Nasıl yani, sen hiç üzülmedin mi çok sevdiğin bir takın gittiğinde??? Misal küçücüktüm, ortaokulda falan, ıhlamura gitmiştik o sene, annem topladığım ıhlamurlar hatrına altın küpe almıştı, nasıl güzeldi, papatyalı bir küpe, o da kaybolmuştu hem de daha yeniyken, ona da çok üzülmüştüm, çünkü ilk kazandığım parayla alınmış bişeydi :( Altın kullanmayı çok seviyorum ama benimki gelip geçici bir sevgi, çünkü üç kuruşa bozdurup başka sevdiğim bir takıyı alıyorum, ucuza gidermiş, işçiliği çokmuş, yarı fiyatına ziyan olurmuş, olsun ;) Yani sorsan bana kenarda neyin var diye yatırım anlamında, kocaman bir "hiç" derim (ki inşallah bu soruyu sen bana önümüzdeki yıl bir daha sorduğunda, başka bir cevap vermeyi umuyorum :))
********
Yazının giriş bölümü tamam :) Gelelim gelişme bölümüne, geçen posttan bu yana yaptıklarımıza :)
Buyrun bakalım :)
YAKMA ÇİÇEKLİ-KUŞLU KEÇE ÇANTA (Bu çantayı da nihayete erdirdim ;) kapaklarımı yapıp, yani ön yüzlerini, beklettiğim çantalar var, tek tek bitirmem lazım :( ) Kuşun kuyruğu ne güzel olmuş di mi :) |
NAZAR BONCUKLU KEÇE CÜZDAN Bu model de ne zamandır aklımdaydı, şükür onu da yaptım :) Nazar boncuğunu keçede yaptığım pek çok işe yakıştırıyorum :) Bu cüzdana olduğu gibi :) |
KEÇE TELEFON KILIFI Bu şaşkın baykuşlu kılıf da Şebnem hocama :)) Kobik oldu de mi ;) |
Araya girdi bu foto :)) Nehir hanımın hafta sonu halleri, evde defilede kendisi :) Etek altı tayt ve o pembe çoraplar yaktı beni :) |
KEÇE ÇANTA (AH BE PİSİCİK) Çantalara kedi figürünü çok yakıştırıyorum :) Aslında bir de evleri, kuşları, çiçekleri, ağaçları da :) Bu kediyi Pinterest'ten buldum :) Orjinali şurada Çok sevdim ben bu çantayı :) Merak etmeyin kedi iyi, hiçbir şeyi yok :) |
Nehir ve Ali Deniz'in ilk hediyeleri bunlar, okuldan bana getirdikleri, çok kıymetliler, pek çok :) |
Not:
Buydu işte Nehir'in boyadığı tişört. Hani benim üstünden nakış yapıp ona hediye etmeyi düşündüğüm. Sen söyle şimdi nasıl işlenir ki bu kadar yazı-çizi? Başka yapsın di mi? Bu boyalar çıkıyor nasılsa, yıkayalım da tekrar çizdireyim ben daha insaflı çizgilerle ;)
Dipnot:
Sen de benim kadar seviyor musun beyaz ekmeğe peynirli, domatesli, salatalıklı, biberli, maydanozlu, kaşarlı zeytinli sandviçi, ve o sandviçin kalmış halini dahi, yani beklemiş beklemiş, içindeki domatesler erimiş ;) Misss :))
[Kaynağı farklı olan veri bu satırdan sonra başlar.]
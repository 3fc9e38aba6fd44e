//! Session controller: the menu/round state machine
//!
//! The host calls [`SessionController::tick`] once per frame with the frame
//! delta, forwards pointer and pause input, then reads the public state (or a
//! [`SessionSnapshot`]) to draw.

use std::collections::HashMap;

use glam::Vec2;
use rand::SeedableRng;
use rand_pcg::Pcg32;

use super::bounds::Playfield;
use super::clock::SessionClock;
use super::flower::Flower;
use super::particle::{self, Particle};
use super::spawn::{self, Spawner};
use super::state::{
    FlowerView, ParticleView, PointerOutcome, SessionEvent, SessionPhase, SessionSnapshot,
    UiCommand,
};
use crate::Rgb;
use crate::consts::{MAX_FLOWER_SIZE, MIN_FLOWER_SIZE, PARTICLE_BURST};
use crate::highscores::{RecordOutcome, ScoreRecord, ScoreStore};
use crate::platform::{MonotonicTime, TimeSource};
use crate::settings::Settings;
use crate::ui::{self, Button};

/// Owns one player's session: menus, the current round and the score store
pub struct SessionController {
    settings: Settings,
    field: Playfield,
    phase: SessionPhase,
    score: u64,
    /// Spawn order; the last one is on top
    flowers: Vec<Flower>,
    particles: Vec<Particle>,
    clock: SessionClock,
    /// Fixed when the round starts
    round_duration: f32,
    time: Box<dyn TimeSource>,
    scores: ScoreStore,
    spawner: Spawner,
    rng: Pcg32,
    buttons: HashMap<SessionPhase, Vec<Button>>,
    events: Vec<SessionEvent>,
    last_outcome: Option<RecordOutcome>,
    next_id: u32,
}

impl SessionController {
    /// Create a controller on the wall clock
    pub fn new(settings: Settings, scores: ScoreStore, seed: u64) -> Self {
        Self::with_time_source(settings, scores, seed, MonotonicTime::new())
    }

    /// Create a controller reading time from `time`
    pub fn with_time_source(
        settings: Settings,
        scores: ScoreStore,
        seed: u64,
        time: impl TimeSource + 'static,
    ) -> Self {
        let settings = settings.sanitized();
        let mut rng = Pcg32::seed_from_u64(seed);
        let spawner = Spawner::new(&mut rng);
        let now = time.now();
        Self {
            round_duration: settings.round_duration_secs,
            settings,
            field: Playfield::default(),
            phase: SessionPhase::Menu,
            score: 0,
            flowers: Vec::new(),
            particles: Vec::new(),
            clock: SessionClock::new(now),
            time: Box::new(time),
            scores,
            spawner,
            rng,
            buttons: HashMap::new(),
            events: Vec::new(),
            last_outcome: None,
            next_id: 1,
        }
    }

    /// Use a different playfield size
    pub fn with_playfield(mut self, field: Playfield) -> Self {
        self.field = field;
        self
    }

    // === Read-only state ===

    pub fn phase(&self) -> SessionPhase {
        self.phase
    }

    pub fn score(&self) -> u64 {
        self.score
    }

    pub fn high_score(&self) -> u64 {
        self.scores.high_score()
    }

    /// Recent rounds, oldest first
    pub fn recent_scores(&self) -> impl ExactSizeIterator<Item = &ScoreRecord> + '_ {
        self.scores.recent()
    }

    pub fn flowers(&self) -> &[Flower] {
        &self.flowers
    }

    pub fn particles(&self) -> &[Particle] {
        &self.particles
    }

    pub fn settings(&self) -> &Settings {
        &self.settings
    }

    pub fn playfield(&self) -> &Playfield {
        &self.field
    }

    pub fn score_store(&self) -> &ScoreStore {
        &self.scores
    }

    /// Outcome of the last finished round (cleared when a new one starts)
    pub fn last_outcome(&self) -> Option<RecordOutcome> {
        self.last_outcome
    }

    /// Game time of the current round in seconds (0 outside a round)
    pub fn elapsed(&self) -> f64 {
        if self.phase.in_round() {
            self.clock.elapsed(self.time.now())
        } else {
            0.0
        }
    }

    /// Total paused time in the current round
    pub fn paused_total(&self) -> f64 {
        self.clock.paused_total()
    }

    /// Seconds left in the round
    pub fn time_left(&self) -> f32 {
        match self.phase {
            SessionPhase::Playing | SessionPhase::Paused => {
                (self.round_duration - self.elapsed() as f32).max(0.0)
            }
            SessionPhase::GameOver => 0.0,
            _ => self.settings.round_duration_secs,
        }
    }

    /// Owned copy of everything a renderer needs this frame
    pub fn snapshot(&self) -> SessionSnapshot {
        SessionSnapshot {
            phase: self.phase,
            score: self.score,
            time_left: self.time_left(),
            high_score: self.high_score(),
            recent: self.scores.recent().cloned().collect(),
            flowers: self.flowers.iter().map(FlowerView::from).collect(),
            particles: self.particles.iter().map(ParticleView::from).collect(),
        }
    }

    /// Take the events raised since the last call
    pub fn drain_events(&mut self) -> Vec<SessionEvent> {
        std::mem::take(&mut self.events)
    }

    // === Host input ===

    /// Advance the simulation by `dt` seconds. Only does work while playing.
    pub fn tick(&mut self, dt: f32) {
        if self.phase != SessionPhase::Playing {
            return;
        }
        let dt = if dt.is_finite() { dt.max(0.0) } else { 0.0 };
        let elapsed = self.clock.elapsed(self.time.now()) as f32;

        if self.settings.auto_spawn {
            let difficulty = if self.settings.difficulty_ramp {
                spawn::difficulty(elapsed, self.round_duration)
            } else {
                1.0
            };
            let active = self.flowers.len();
            if self
                .spawner
                .step(dt, difficulty, active, self.settings.max_flowers, &mut self.rng)
            {
                let id = self.next_entity_id();
                let flower = spawn::random_flower(id, &self.field, &mut self.rng);
                self.flowers.push(flower);
            }
        }

        for flower in &mut self.flowers {
            flower.update(dt, &self.field);
        }
        self.flowers.retain(|f| !f.is_expired());

        for particle in &mut self.particles {
            particle.update(dt);
        }
        self.particles.retain(|p| !p.is_dead());

        if elapsed >= self.round_duration {
            self.finish_round();
        }
    }

    /// Pointer pressed at `pos` (playfield coordinates)
    pub fn handle_pointer_down(&mut self, pos: Vec2) -> PointerOutcome {
        match self.phase {
            SessionPhase::Playing => match self.pop_at(pos) {
                Some(id) => PointerOutcome::Popped { id },
                None => PointerOutcome::Missed,
            },
            SessionPhase::Paused => {
                self.resume();
                PointerOutcome::Resumed
            }
            phase => {
                let command = self
                    .buttons
                    .get(&phase)
                    .and_then(|buttons| ui::hit_test(buttons, pos));
                match command {
                    Some(command) if self.command(command) => PointerOutcome::Command(command),
                    _ => PointerOutcome::Ignored,
                }
            }
        }
    }

    /// Toggle between playing and paused. Returns false when not applicable.
    pub fn handle_pause_toggle(&mut self) -> bool {
        if !self.settings.enable_pause {
            return false;
        }
        match self.phase {
            SessionPhase::Playing => {
                self.pause();
                true
            }
            SessionPhase::Paused => {
                self.resume();
                true
            }
            _ => false,
        }
    }

    /// Apply a named UI command. Returns false (and does nothing) when the
    /// command does not apply to the current phase.
    pub fn command(&mut self, command: UiCommand) -> bool {
        use SessionPhase as P;
        use UiCommand as C;

        let applied = match (command, self.phase) {
            (C::StartRound, P::Menu) | (C::PlayAgain, P::GameOver) => {
                self.start_round();
                true
            }
            (C::GoToMenu, P::GameOver) => {
                self.set_phase(P::Menu);
                true
            }
            (C::OpenSettings, P::Menu) if self.settings.enable_settings_screen => {
                self.set_phase(P::Settings);
                true
            }
            (C::OpenScores, P::Menu) => {
                self.set_phase(P::ScoresView);
                true
            }
            (C::OpenCredits, P::Menu) => {
                self.set_phase(P::Credits);
                true
            }
            (C::GoBack, phase) if phase.is_info_screen() => {
                self.set_phase(P::Menu);
                true
            }
            _ => false,
        };

        if !applied {
            log::debug!("Ignoring {:?} in {:?}", command, self.phase);
        }
        applied
    }

    /// Register the button hit regions drawn on `phase`'s screen
    pub fn set_buttons(&mut self, phase: SessionPhase, buttons: Vec<Button>) {
        self.buttons.insert(phase, buttons);
    }

    /// Register the stock layout for every menu screen
    pub fn use_default_buttons(&mut self) {
        for phase in [
            SessionPhase::Menu,
            SessionPhase::GameOver,
            SessionPhase::Settings,
            SessionPhase::ScoresView,
            SessionPhase::Credits,
        ] {
            let buttons = ui::default_layout(phase, &self.field, &self.settings);
            self.set_buttons(phase, buttons);
        }
    }

    /// Replace the settings. Only allowed from the menu or settings screen.
    pub fn apply_settings(&mut self, settings: Settings) -> bool {
        if !matches!(self.phase, SessionPhase::Menu | SessionPhase::Settings) {
            return false;
        }
        self.settings = settings.sanitized();
        true
    }

    /// Put a stationary flower on the field (scripted hosts, tutorials).
    /// The position is pulled into the spawn area so the flower starts fully
    /// on screen. Returns its id, or `None` outside a running round, at the
    /// cap or for a non-finite position.
    pub fn place_flower(&mut self, pos: Vec2, size: u32, color: Rgb) -> Option<u32> {
        if self.phase != SessionPhase::Playing
            || self.flowers.len() >= self.settings.max_flowers
            || !pos.is_finite()
        {
            return None;
        }
        let size = size.clamp(MIN_FLOWER_SIZE, MAX_FLOWER_SIZE);
        let area = self.field.spawn_area(size);
        let pos = pos.clamp(area.min, area.max);
        let id = self.next_entity_id();
        self.flowers.push(Flower::stationary(id, pos, size, color));
        Some(id)
    }

    // === Transitions ===

    fn next_entity_id(&mut self) -> u32 {
        let id = self.next_id;
        self.next_id = self.next_id.wrapping_add(1);
        id
    }

    fn set_phase(&mut self, to: SessionPhase) {
        let from = self.phase;
        if from == to {
            return;
        }
        self.phase = to;
        self.events.push(SessionEvent::ScreenChanged { from, to });
        log::debug!("Phase {:?} -> {:?}", from, to);
    }

    fn start_round(&mut self) {
        self.score = 0;
        self.flowers.clear();
        self.particles.clear();
        self.round_duration = self.settings.round_duration_secs;
        self.clock.reset(self.time.now());
        self.spawner = Spawner::new(&mut self.rng);
        self.last_outcome = None;

        self.set_phase(SessionPhase::Playing);
        self.events.push(SessionEvent::RoundStarted);
        log::info!("Round started ({}s)", self.round_duration);
    }

    fn pause(&mut self) {
        self.clock.pause(self.time.now());
        self.set_phase(SessionPhase::Paused);
        self.events.push(SessionEvent::Paused);
        log::info!("Paused at {:.2}s", self.elapsed());
    }

    fn resume(&mut self) {
        self.clock.resume(self.time.now());
        self.set_phase(SessionPhase::Playing);
        self.events.push(SessionEvent::Resumed);
        log::info!("Resumed at {:.2}s", self.elapsed());
    }

    fn finish_round(&mut self) {
        let score = self.score;
        let outcome = self.scores.record(score);
        self.last_outcome = Some(outcome);
        self.flowers.clear();
        self.particles.clear();

        self.set_phase(SessionPhase::GameOver);
        self.events.push(SessionEvent::RoundOver {
            score,
            new_best: outcome.new_best,
        });
        log::info!(
            "Round over: score {} (best {}{})",
            score,
            self.scores.high_score(),
            if outcome.new_best { ", new best" } else { "" }
        );
    }

    /// Pop the top-most live flower under `pos`
    fn pop_at(&mut self, pos: Vec2) -> Option<u32> {
        let flower = self.flowers.iter_mut().rev().find(|f| f.is_hit(pos))?;
        flower.pop();
        let (id, color) = (flower.id, flower.color);

        self.score += 1;
        if self.settings.effective_particles() {
            particle::burst(&mut self.particles, pos, color, PARTICLE_BURST, &mut self.rng);
        }
        self.events.push(SessionEvent::FlowerPopped { id, pos, color });
        log::debug!("Popped flower {} at ({:.0}, {:.0})", id, pos.x, pos.y);
        Some(id)
    }
}
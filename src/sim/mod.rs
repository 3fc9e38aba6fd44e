//! Session simulation module
//!
//! All gameplay logic lives here. This module must stay free of rendering and
//! platform dependencies:
//! - Delta-time driven, scaled to a 60 Hz baseline
//! - Seeded RNG only
//! - Stable iteration order (by spawn order)

pub mod bounds;
pub mod clock;
pub mod flower;
pub mod particle;
pub mod session;
pub mod spawn;
pub mod state;

pub use bounds::{Playfield, Rect};
pub use clock::SessionClock;
pub use flower::{Flower, FlowerStage};
pub use particle::Particle;
pub use session::SessionController;
pub use spawn::Spawner;
pub use state::{
    FlowerView, ParticleView, PointerOutcome, SessionEvent, SessionPhase, SessionSnapshot,
    UiCommand,
};
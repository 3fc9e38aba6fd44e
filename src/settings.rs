//! Game settings and preferences
//!
//! Persisted separately from scores. Also carries the feature flags that
//! select which parts of the menu shell are active.

use serde::{Deserialize, Serialize};

use crate::consts::*;
use crate::persistence::{self, Storage};

/// Game settings/preferences
#[derive(Debug, Clone, PartialEq, Serialize, Deserialize)]
#[serde(default)]
pub struct Settings {
    // === Round ===
    /// Round length in seconds
    pub round_duration_secs: f32,
    /// Flowers allowed on screen at once
    pub max_flowers: usize,
    /// Spawn faster as the round goes on
    pub difficulty_ramp: bool,
    /// Spawn flowers automatically (off for scripted hosts)
    pub auto_spawn: bool,

    // === Shell features ===
    /// Pause toggle and click-to-resume
    pub enable_pause: bool,
    /// Settings entry in the main menu
    pub enable_settings_screen: bool,

    // === Visual Effects ===
    /// Particle bursts on pop
    pub particles: bool,
    /// Reduced motion (suppresses particle bursts)
    pub reduced_motion: bool,

    // === Audio ===
    /// Master volume (0.0 - 1.0)
    pub master_volume: f32,
    /// Sound effects volume (0.0 - 1.0)
    pub sfx_volume: f32,
}

impl Default for Settings {
    fn default() -> Self {
        Self {
            round_duration_secs: ROUND_DURATION_SECS,
            max_flowers: MAX_FLOWERS_ON_SCREEN,
            difficulty_ramp: true,
            auto_spawn: true,

            enable_pause: true,
            enable_settings_screen: true,

            particles: true,
            reduced_motion: false,

            master_volume: 0.8,
            sfx_volume: 1.0,
        }
    }
}

impl Settings {
    /// Clamp out-of-range values into something playable
    pub fn sanitized(mut self) -> Self {
        let defaults = Self::default();
        if !self.round_duration_secs.is_finite() || self.round_duration_secs <= 0.0 {
            self.round_duration_secs = defaults.round_duration_secs;
        }
        self.max_flowers = self.max_flowers.max(1);
        self.master_volume = clamp_volume(self.master_volume);
        self.sfx_volume = clamp_volume(self.sfx_volume);
        self
    }

    /// Effective particle bursts (respects reduced_motion)
    pub fn effective_particles(&self) -> bool {
        self.particles && !self.reduced_motion
    }

    /// Final gain for sound effects
    pub fn effective_sfx_volume(&self) -> f32 {
        self.master_volume * self.sfx_volume
    }

    /// Load settings. Missing or unreadable data gives the defaults.
    pub fn load(storage: &dyn Storage) -> Self {
        match persistence::load_json::<Settings>(storage) {
            Ok(Some(settings)) => {
                log::info!("Loaded settings from {}", storage.describe());
                settings.sanitized()
            }
            Ok(None) => {
                log::info!("Using default settings");
                Self::default()
            }
            Err(e) => {
                log::warn!("Ignoring unreadable settings at {}: {}", storage.describe(), e);
                Self::default()
            }
        }
    }

    /// Save settings. Failures are logged and otherwise ignored.
    pub fn save(&self, storage: &mut dyn Storage) -> bool {
        match persistence::save_json(storage, self) {
            Ok(()) => {
                log::info!("Settings saved");
                true
            }
            Err(e) => {
                log::warn!("Failed to save settings to {}: {}", storage.describe(), e);
                false
            }
        }
    }
}

fn clamp_volume(v: f32) -> f32 {
    if v.is_finite() { v.clamp(0.0, 1.0) } else { 0.0 }
}

#[cfg(test)]
mod tests {
    use super::*;
    use crate::persistence::MemoryStorage;

    #[test]
    fn test_defaults() {
        let s = Settings::default();
        assert_eq!(s.round_duration_secs, 120.0);
        assert_eq!(s.max_flowers, 100);
        assert!(s.enable_pause);
        assert!(s.effective_particles());
    }

    #[test]
    fn test_reduced_motion_disables_particles() {
        let s = Settings {
            reduced_motion: true,
            ..Default::default()
        };
        assert!(!s.effective_particles());
    }

    #[test]
    fn test_sanitized_clamps() {
        let s = Settings {
            round_duration_secs: -5.0,
            max_flowers: 0,
            master_volume: 3.0,
            sfx_volume: f32::NAN,
            ..Default::default()
        }
        .sanitized();
        assert_eq!(s.round_duration_secs, ROUND_DURATION_SECS);
        assert_eq!(s.max_flowers, 1);
        assert_eq!(s.master_volume, 1.0);
        assert_eq!(s.sfx_volume, 0.0);
    }

    #[test]
    fn test_partial_file_fills_defaults() {
        let storage = MemoryStorage::with_contents("{\"enable_pause\": false, \"max_flowers\": 5}");
        let s = Settings::load(&storage);
        assert!(!s.enable_pause);
        assert_eq!(s.max_flowers, 5);
        assert_eq!(s.round_duration_secs, ROUND_DURATION_SECS);
    }

    #[test]
    fn test_save_and_reload() {
        let mut storage = MemoryStorage::new();
        let s = Settings {
            sfx_volume: 0.25,
            enable_settings_screen: false,
            ..Default::default()
        };
        assert!(s.save(&mut storage));
        assert_eq!(Settings::load(&storage), s);
    }

    #[test]
    fn test_unknown_fields_are_ignored() {
        // Files written by older builds may still carry a music volume
        let storage = MemoryStorage::with_contents("{\"music_volume\": 0.3, \"sfx_volume\": 0.5}");
        let s = Settings::load(&storage);
        assert_eq!(s.sfx_volume, 0.5);
        assert_eq!(s.effective_sfx_volume(), 0.8 * 0.5);
    }

    #[test]
    fn test_corrupt_file_gives_defaults() {
        let storage = MemoryStorage::with_contents("[1, 2");
        assert_eq!(Settings::load(&storage), Settings::default());
    }
}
Yazının sonuç bölümüne gelecek olursak "Yazık oldu güzelim bilekliğime, çok yazık :((!" İnşallah kendisiyle bir gün bir yerlerde karşılaşmak nasip olsun (Öyle deme sevgili okur, bir altın kolyemi kaybetmiştim de-yani öyle sanmıştım- tam bir yıl sonra giymediğim bir hırkama takılmış bulmuştum dolapta, nasıl mutlu olmuştum. Mucizeler bizim için ;)
Enbidipnot:
Sosyal medyada felaketim sevgili okur, yani daha doğrusu telefondan bağlandığım saatlerde :( Çünkü telefondan yazı yazamıyorum, yorum, mesaj vs. konusunda ziyadesiyle beceriksizim. Misal; mine=nine, sağolun=dağılın, sağol= dağol, sana=dana ve buna benzer pek çok hata da :(( Var mı bildiğin bir cep telefonundan yazı yazdıran kurs falan??? Çok acil yani...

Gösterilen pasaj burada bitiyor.